Changing My Mind: Occasional Essays Metaphors and Similes

Changing My Mind: Occasional Essays Metaphors and Similes

Relatable (Metaphor)

When Zadie was only fourteen, her mother gave her Their Eyes Were Watching God. Of course, she wasn’t fond of the idea of reading something that was recommended by her mother. However, as soon as she had read the first page, the girl knew that that it was a special book! Every idea was so relatable that Zadie recognized herself in almost every female character. The second part of Their Eyes Were Watching God, about women,” “struck home.” It was and remains “an accurate description of her mother” and her. “There hours later” the girl was “finished and crying a lot,” for reasons that “both were, and were not, to do with its tragic finale.
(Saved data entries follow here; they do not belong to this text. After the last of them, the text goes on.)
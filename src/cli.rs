use clap::Parser;
use std::ffi::OsString;
use std::fmt;
use std::str::FromStr;
use thiserror::Error;

use crate::github::{is_dot_segment, RepoSlug};

/// gh-report: report a GitHub user's latest pull requests and repositories,
/// a repository's CI pipeline and the CI status of its open PRs.
#[derive(Parser, Debug)]
#[command(name = "gh-report", version, about)]
pub struct Cli {
    /// Action to perform (options: userLatestPRs, userInfoRepos, pipelineStatus, prStatus)
    #[arg(long)]
    pub action: Option<String>,

    /// GitHub username to fetch PRs and repos for
    #[arg(long)]
    pub user: Option<String>,

    /// GitHub repo (owner/name) to check pipeline and PR status
    #[arg(long)]
    pub repo: Option<String>,

    /// Number of latest PRs to fetch
    #[arg(long = "numPrs", default_value_t = 10, value_parser = clap::value_parser!(u32).range(1..=100))]
    pub num_prs: u32,
}

#[derive(Debug, Clone, Copy, PartialEq, Eq)]
pub enum Action {
    UserLatestPrs,
    UserInfoRepos,
    PipelineStatus,
    PrStatus,
}

impl fmt::Display for Action {
    fn fmt(&self, f: &mut fmt::Formatter<'_>) -> fmt::Result {
        match self {
            Action::UserLatestPrs => write!(f, "userLatestPRs"),
            Action::UserInfoRepos => write!(f, "userInfoRepos"),
            Action::PipelineStatus => write!(f, "pipelineStatus"),
            Action::PrStatus => write!(f, "prStatus"),
        }
    }
}

impl FromStr for Action {
    type Err = ValidationError;

    fn from_str(s: &str) -> Result<Self, Self::Err> {
        match s {
            "userLatestPRs" => Ok(Action::UserLatestPrs),
            "userInfoRepos" => Ok(Action::UserInfoRepos),
            "pipelineStatus" => Ok(Action::PipelineStatus),
            "prStatus" => Ok(Action::PrStatus),
            _ => Err(ValidationError::InvalidAction),
        }
    }
}

/// Missing or malformed command-line input. Nothing is requested from
/// GitHub when one of these is returned.
#[derive(Debug, Error, PartialEq, Eq)]
pub enum ValidationError {
    #[error("Invalid action. Options are userLatestPRs, userInfoRepos, pipelineStatus, prStatus.")]
    InvalidAction,

    #[error("GitHub username is required for {0} action. Usage example: gh-report -action={0} -user=<username>")]
    MissingUser(Action),

    #[error("GitHub repo is required for {0} action. Usage example: gh-report -action={0} -repo=<owner>/<name>")]
    MissingRepo(Action),

    #[error("Invalid GitHub username '{0}'.")]
    InvalidUser(String),

    #[error("{0}")]
    InvalidRepo(#[from] crate::github::types::InvalidRepoSlug),
}

/// A fully validated invocation.
#[derive(Debug, Clone, PartialEq, Eq)]
pub enum Command {
    UserLatestPrs { user: String, num_prs: u32 },
    UserInfoRepos { user: String },
    PipelineStatus { repo: RepoSlug },
    PrStatus { repo: RepoSlug },
}

impl Cli {
    pub fn into_command(self) -> Result<Command, ValidationError> {
        let action: Action = self
            .action
            .as_deref()
            .ok_or(ValidationError::InvalidAction)?
            .parse()?;

        let user = non_blank(self.user);
        let repo = non_blank(self.repo);

        match action {
            Action::UserLatestPrs => Ok(Command::UserLatestPrs {
                user: valid_user(user, action)?,
                num_prs: self.num_prs,
            }),
            Action::UserInfoRepos => Ok(Command::UserInfoRepos {
                user: valid_user(user, action)?,
            }),
            Action::PipelineStatus => Ok(Command::PipelineStatus {
                repo: repo.ok_or(ValidationError::MissingRepo(action))?.parse()?,
            }),
            Action::PrStatus => Ok(Command::PrStatus {
                repo: repo.ok_or(ValidationError::MissingRepo(action))?.parse()?,
            }),
        }
    }
}

fn valid_user(user: Option<String>, action: Action) -> Result<String, ValidationError> {
    let user = user.ok_or(ValidationError::MissingUser(action))?;
    if is_dot_segment(&user) {
        return Err(ValidationError::InvalidUser(user));
    }
    Ok(user)
}

fn non_blank(value: Option<String>) -> Option<String> {
    value
        .map(|v| v.trim().to_string())
        .filter(|v| !v.is_empty())
}

/// Rewrite single-dash long flags (`-action=prStatus`, `-numPrs 5`) into the
/// double-dash form clap expects. Short flags, values and everything after
/// `--` are left alone.
pub fn normalize_args<I, T>(args: I) -> Vec<OsString>
where
    I: IntoIterator<Item = T>,
    T: Into<OsString>,
{
    let mut normalized = Vec::new();
    let mut passthrough = false;

    for (i, arg) in args.into_iter().enumerate() {
        let arg: OsString = arg.into();
        if i == 0 || passthrough {
            normalized.push(arg);
            continue;
        }
        match arg.to_str() {
            Some("--") => {
                passthrough = true;
                normalized.push(arg);
            }
            Some(s) if is_single_dash_long(s) => normalized.push(format!("-{}", s).into()),
            _ => normalized.push(arg),
        }
    }
    normalized
}

fn is_single_dash_long(arg: &str) -> bool {
    let Some(rest) = arg.strip_prefix('-') else {
        return false;
    };
    if rest.starts_with('-') {
        return false;
    }
    let name = rest.split_once('=').map_or(rest, |(name, _)| name);
    name.len() > 1 && name.chars().all(|c| c.is_ascii_alphabetic())
}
The new beginning (Metaphor)

Janie’s story and her progress “through three marriages” confronted Zadie “with the significant idea” that the choice one would make “between partners, between one man and another (or one woman and another)” stretched “beyond romance.” It would b the choice between “values, possibilities, future, hopes, arguments,” “languages,” and “lives.” Janie disagreed with her grandmother’s famous line “de nigger woman is de mule uh de world.” She believed that “God tore down the old world every evening” and “built a new one by sun-up.” There always was a chance.

The same (Metaphor)

According to Zadie, that part of Janie that is “looking for someone” or “something” that “spoke for far horizon” had its “proud ancestors” in “Elizabeth Bennet, in Dorothea Brook, in Jane Eyre,” and even in “Emma Bovary.” Though “the romantic quest” aspect of those fictions had been “often casually ridiculed,” Zadie didn’t see it as banality. Yes, Janie took her time to find the man she would love, but it didn’t make the fiction trivial or shallow. That was the story about “the discovery of self” in and “through another.”